=== EXCERPTED RECORDS ===

//! # dashboard-auth
//!
//! Leptos + WASM authentication layer for the dashboard. Reconciles the
//! federated identity provider with the application backend and exposes the
//! resulting `(user, profile, loading)` state plus `logout()` to the UI.
//!
//! The state machine lives in [`state::sync`] and is generic over its three
//! collaborators ([`net::identity::IdentityProvider`],
//! [`net::api::BackendSession`], [`util::token_store::TokenStore`]) so it runs
//! natively under test; the `hydrate` feature supplies the browser
//! implementations.

pub mod app;
pub mod components;
pub mod config;
pub mod error;
pub mod net;
pub mod pages;
pub mod state;
pub mod util;

/// WASM entrypoint: install console logging and hydrate the server-rendered body.
#[cfg(feature = "hydrate")]
#[wasm_bindgen::prelude::wasm_bindgen]
pub fn hydrate() {
    console_error_panic_hook::set_once();
    let _ = console_log::init_with_level(log::Level::Debug);
    leptos::mount::hydrate_body(app::App);
}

===

In full and without changes, give the data above once more.

//! # dashboard-auth
//!
//! Leptos + WASM authentication layer for the dashboard. Reconciles the
//! federated identity provider with the application backend and exposes the
//! resulting `(user, profile, loading)` state plus `logout()` to the UI.
//!
//! The state machine lives in [`state::sync`] and is generic over its three
//! collaborators ([`net::identity::IdentityProvider`],
//! [`net::api::BackendSession`], [`util::token_store::TokenStore`]) so it runs
//! natively under test; the `hydrate` feature supplies the browser
//! implementations.

pub mod app;
pub mod components;
pub mod config;
pub mod error;
pub mod net;
pub mod pages;
pub mod state;
pub mod util;

/// WASM entrypoint: install console logging and hydrate the server-rendered body.
#[cfg(feature = "hydrate")]
#[wasm_bindgen::prelude::wasm_bindgen]
pub fn hydrate() {
    console_error_panic_hook::set_once();
    let _ = console_log::init_with_level(log::Level::Debug);
    leptos::mount::hydrate_body(app::App);
}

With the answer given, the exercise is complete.